SAGRADA ESCRITURA: PUNTO DE PARTIDA Y REGLAS DE INTERPRETACIÓN

Ahora, concluyamos la cuestión anterior: si se puede mentir cuando se nos pone como condición inevitable hacerlo, o padecer la violación o la inmundicia execrable, aunque al mentir no hagamos injuria a nadie.

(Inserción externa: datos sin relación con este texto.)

//! Tempora CLI - Command-line harness for the UTC date-time value

mod logging;

use anyhow::{Context, Result};
use clap::{Parser, Subcommand};
use colored::Colorize;
use serde_json::json;
use tabled::{Table, Tabled};
use tempora_core::UtcDateTime;
use tracing::{debug, info, warn};

use crate::logging::LogFormat;

#[derive(Parser)]
#[command(name = "tempora")]
#[command(about = "Tempora UTC date-time CLI", long_about = None)]
#[command(version)]
struct Cli {
    #[command(subcommand)]
    command: Commands,

    /// Log output format
    #[arg(
        long,
        global = true,
        env = "TEMPORA_LOG_FORMAT",
        value_enum,
        default_value_t = LogFormat::Pretty
    )]
    log_format: LogFormat,
}

#[derive(Subcommand)]
enum Commands {
    /// Print the current UTC time
    Now {
        /// strftime-style template (default: ISO 8601)
        #[arg(short, long, env = "TEMPORA_FORMAT")]
        format: Option<String>,

        /// Print as JSON
        #[arg(long)]
        json: bool,
    },

    /// Build a date-time from components and print it
    #[command(allow_negative_numbers = true)]
    Show {
        year: i32,
        month: i32,
        day: i32,
        hour: i32,
        minute: i32,
        second: i32,

        /// Millisecond component, fractional part is truncated
        #[arg(long, default_value_t = 0.0)]
        millis: f64,

        /// strftime-style template (default: ISO 8601)
        #[arg(short, long, env = "TEMPORA_FORMAT")]
        format: Option<String>,

        /// Print as JSON
        #[arg(long)]
        json: bool,
    },

    /// Compare two date-times given as Y,M,D,h,m,s[,ms]
    #[command(allow_negative_numbers = true)]
    Compare {
        #[arg(value_parser = parse_components)]
        left: UtcDateTime,

        #[arg(value_parser = parse_components)]
        right: UtcDateTime,
    },

    /// Walk through construction, comparison and formatting
    Demo,
}

#[derive(Tabled)]
struct ComponentRow {
    year: i32,
    month: i32,
    day: i32,
    hour: i32,
    minute: i32,
    second: i32,
    millisecond: f64,
    unix_timestamp: i64,
}

impl From<&UtcDateTime> for ComponentRow {
    fn from(dt: &UtcDateTime) -> Self {
        Self {
            year: dt.year(),
            month: dt.month(),
            day: dt.day(),
            hour: dt.hour(),
            minute: dt.minute(),
            second: dt.second(),
            millisecond: dt.millisecond(),
            unix_timestamp: dt.unix_timestamp(),
        }
    }
}

/// Parse `Y,M,D,h,m,s[,ms]` into a validated date-time
fn parse_components(raw: &str) -> std::result::Result<UtcDateTime, String> {
    let parts: Vec<&str> = raw.split(',').map(str::trim).collect();
    if !(6..=7).contains(&parts.len()) {
        return Err(format!("expected Y,M,D,h,m,s[,ms], got {:?}", raw));
    }

    let mut fields = [0i32; 6];
    for (slot, part) in fields.iter_mut().zip(&parts) {
        *slot = part
            .parse()
            .map_err(|e| format!("invalid component {:?}: {}", part, e))?;
    }
    let millis = match parts.get(6) {
        Some(part) => part
            .parse::<f64>()
            .map_err(|e| format!("invalid millisecond {:?}: {}", part, e))?,
        None => 0.0,
    };

    let [year, month, day, hour, minute, second] = fields;
    UtcDateTime::new(year, month, day, hour, minute, second, millis).map_err(|e| e.to_string())
}

fn render(dt: &UtcDateTime, format: Option<&str>) -> Result<String> {
    match format {
        Some(template) => dt
            .to_formatted_string(template)
            .with_context(|| format!("Cannot render with template {:?}", template)),
        None => Ok(dt.to_string()),
    }
}

fn print_datetime(dt: &UtcDateTime, format: Option<&str>, as_json: bool) -> Result<()> {
    let rendered = render(dt, format)?;

    if as_json {
        let value = json!({
            "iso": dt,
            "formatted": rendered,
            "unix_timestamp": dt.unix_timestamp(),
            "unix_timestamp_millis": dt.unix_timestamp_millis(),
        });
        println!("{}", serde_json::to_string_pretty(&value)?);
    } else {
        println!("{}", rendered.green().bold());
    }
    Ok(())
}

fn print_comparisons(left: &UtcDateTime, right: &UtcDateTime) {
    let mark = |holds: bool| if holds { "true".green() } else { "false".red() };

    println!("  {} {}", "a:".bold(), left);
    println!("  {} {}", "b:".bold(), right);
    println!();
    println!("  a == b  {}", mark(left == right));
    println!("  a != b  {}", mark(left != right));
    println!("  a <  b  {}", mark(left < right));
    println!("  a <= b  {}", mark(left <= right));
    println!("  a >  b  {}", mark(left > right));
    println!("  a >= b  {}", mark(left >= right));
}

fn run_demo() -> Result<()> {
    println!("{}", "Current time".cyan().bold());
    let now = UtcDateTime::now();
    let utc_now = UtcDateTime::utc_now();
    println!("  {} {}", "now():".bold(), now);
    println!("  {} {}", "utc_now():".bold(), utc_now);
    println!();

    println!("{}", "Explicit components".cyan().bold());
    let specific = UtcDateTime::new(2024, 6, 15, 12, 30, 45, 500.0)
        .context("Demo components should be valid")?;
    println!("  {}", specific);
    println!("{}", Table::new([ComponentRow::from(&specific)]));
    println!();

    println!("{}", "Rejected components".cyan().bold());
    for (label, result) in [
        ("February 30", UtcDateTime::from_ymd_hms(2024, 2, 30, 10, 0, 0)),
        ("25 hours", UtcDateTime::from_ymd_hms(2024, 6, 15, 25, 0, 0)),
    ] {
        match result {
            Ok(dt) => warn!(%dt, "Expected {} to be rejected", label),
            Err(e) => println!("  {} {}: {}", "✗".red(), label, e),
        }
    }
    println!();

    println!("{}", "Comparison".cyan().bold());
    let a = UtcDateTime::from_ymd_hms(2024, 6, 15, 12, 30, 45)?;
    let b = UtcDateTime::from_ymd_hms(2024, 6, 15, 13, 0, 0)?;
    print_comparisons(&a, &b);
    println!();

    println!("{}", "Formatting".cyan().bold());
    println!("  {} {}", "ISO 8601:".bold(), now);
    println!(
        "  {} {}",
        "\"%Y-%m-%d %H:%M:%S\":".bold(),
        now.to_formatted_string("%Y-%m-%d %H:%M:%S")?
    );
    println!("  {} {}", "\"%A, %e %B %Y\":".bold(), now.format("%A, %e %B %Y"));
    println!("  {} {}", "generic default:".bold(), now.formatted());
    println!();

    println!("{}", "Unix timestamp".cyan().bold());
    println!("  {} {}", "seconds:".bold(), now.unix_timestamp());
    println!("  {} {}", "milliseconds:".bold(), now.unix_timestamp_millis());

    Ok(())
}

fn run(command: Commands) -> Result<()> {
    match command {
        Commands::Now { format, json } => {
            let now = UtcDateTime::now();
            debug!(unix_millis = now.unix_timestamp_millis(), "Captured current time");
            print_datetime(&now, format.as_deref(), json)?;
        }

        Commands::Show {
            year,
            month,
            day,
            hour,
            minute,
            second,
            millis,
            format,
            json,
        } => {
            let dt = UtcDateTime::new(year, month, day, hour, minute, second, millis)
                .context("Invalid date-time components")?;
            print_datetime(&dt, format.as_deref(), json)?;
            if !json {
                println!();
                println!("{}", Table::new([ComponentRow::from(&dt)]));
            }
        }

        Commands::Compare { left, right } => {
            println!("{}", "Comparison".cyan().bold());
            println!();
            print_comparisons(&left, &right);
        }

        Commands::Demo => {
            info!("Running demo v{}", tempora_core::VERSION);
            run_demo()?;
        }
    }

    Ok(())
}

fn main() -> Result<()> {
    let cli = Cli::parse();
    logging::init(cli.log_format)?;

    let result = run(cli.command);
    if let Err(e) = &result {
        tracing::error!(error = %format!("{:#}", e), "Command failed");
    }
    result
}

#[cfg(test)]
mod tests {
    use super::*;

    #[test]
    fn test_parse_components_without_millis() {
        let dt = parse_components("2020,9,11,14,5,55").unwrap();
        assert_eq!(dt.to_string(), "2020-09-11T14:05:55.000Z");
    }

    #[test]
    fn test_parse_components_with_millis_and_spaces() {
        let dt = parse_components("2020, 9, 11, 14, 5, 55, 123.9").unwrap();
        assert_eq!(dt.millisecond(), 123.0);
    }

    #[test]
    fn test_parse_components_wrong_arity() {
        let err = parse_components("2020,9,11").unwrap_err();
        assert!(err.contains("expected"));
    }

    #[test]
    fn test_parse_components_not_a_number() {
        let err = parse_components("2020,9,eleven,14,5,55").unwrap_err();
        assert!(err.contains("eleven"));
    }

    #[test]
    fn test_parse_components_reports_domain_error() {
        let err = parse_components("2024,2,30,0,0,0").unwrap_err();
        assert!(err.contains("invalid calendar date"));

        let err = parse_components("2024,6,15,-1,0,0").unwrap_err();
        assert!(err.contains("hour out of range"));
    }

    #[test]
    fn test_render_bad_template() {
        let dt = parse_components("2020,9,11,14,5,55").unwrap();
        let err = render(&dt, Some("%Q")).unwrap_err();
        assert!(format!("{:#}", err).contains("invalid date-time format string"));
    }

    #[test]
    fn test_render_defaults_to_iso() {
        let dt = parse_components("2020,9,11,14,5,55,123").unwrap();
        assert_eq!(render(&dt, None).unwrap(), "2020-09-11T14:05:55.123Z");
        assert_eq!(render(&dt, Some("%F")).unwrap(), "2020-09-11");
    }

    #[test]
    fn test_component_row() {
        let dt = parse_components("2020,9,11,14,5,55,123").unwrap();
        let row = ComponentRow::from(&dt);
        assert_eq!(row.unix_timestamp, 1_599_833_155);
        assert_eq!(row.millisecond, 123.0);
    }

    #[test]
    fn test_cli_parses_show_with_negative_hour() {
        let cli = Cli::try_parse_from(["tempora", "show", "2024", "6", "15", "-1", "0", "0"]).unwrap();
        match cli.command {
            Commands::Show { hour, .. } => assert_eq!(hour, -1),
            _ => panic!("expected show"),
        }
    }
}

26. De esta cuestión tendremos un punto claro de referencia si primero analizamos con diligencia los preceptos divinos que prohíben la mentira. Si éstos no dan alguna luz, en vano buscaremos solución alguna. Debemos, ante todo, acatar la voluntad de Dios y sus mandamientos con ánimo tranquilo, por cuanto hemos de padecer para seguir sus preceptos, pues si a alguien se le ofrece una salida fácil no se ha de protestar, por esa razón, contra la mentira. Por eso, las divinas Escrituras no solamente contienen los preceptos de Dios, sino también la vida y costumbres de los justos, de modo que, si es oscuro cómo se debe entender lo que se nos manda, nos sea revelado en el modo de actuar de los justos. Debemos exceptuar los hechos que se pueden referir a una significación alegórica, como son casi todos los que se narran en el Antiguo Testamento, aunque nadie dude de que efectivamente ocurrieron, pues ¿quién se atrevería a firmar que allí hay algún hecho que no contiene ninguna profecía alegórica? Sobre todo cuando el Apóstol nos dice que los hijos de Abrahán, que nacieron y vivieron, según el orden natural, para propagar su pueblo (pues no nacieron de ningún prodigio ni de ningún portento que pudiera inducir en el ánimo a alguna significación extraña), significaban los dos Testamentos 29. Y cuando nos dice que aquel beneficio admirable que hizo Dios al pueblo de Israel, para librarlo de la esclavitud, que les oprimía en Egipto, y aquel pecado y castigo, cuando pecaron en el camino, les ocurría en figura 30, ¿qué hecho se podrá encontrar para derogar esta ley, y que se permita afirmar que no se ha de referir a figura alguna? Exceptuados, pues, esos hechos, sírvanos de ejemplo, para comprender los preceptos que en las Sagradas Escrituras se nos intiman, las acciones de los santos que nos narra el Nuevo Testamento, y donde tan claramente se nos recomienda su imitación.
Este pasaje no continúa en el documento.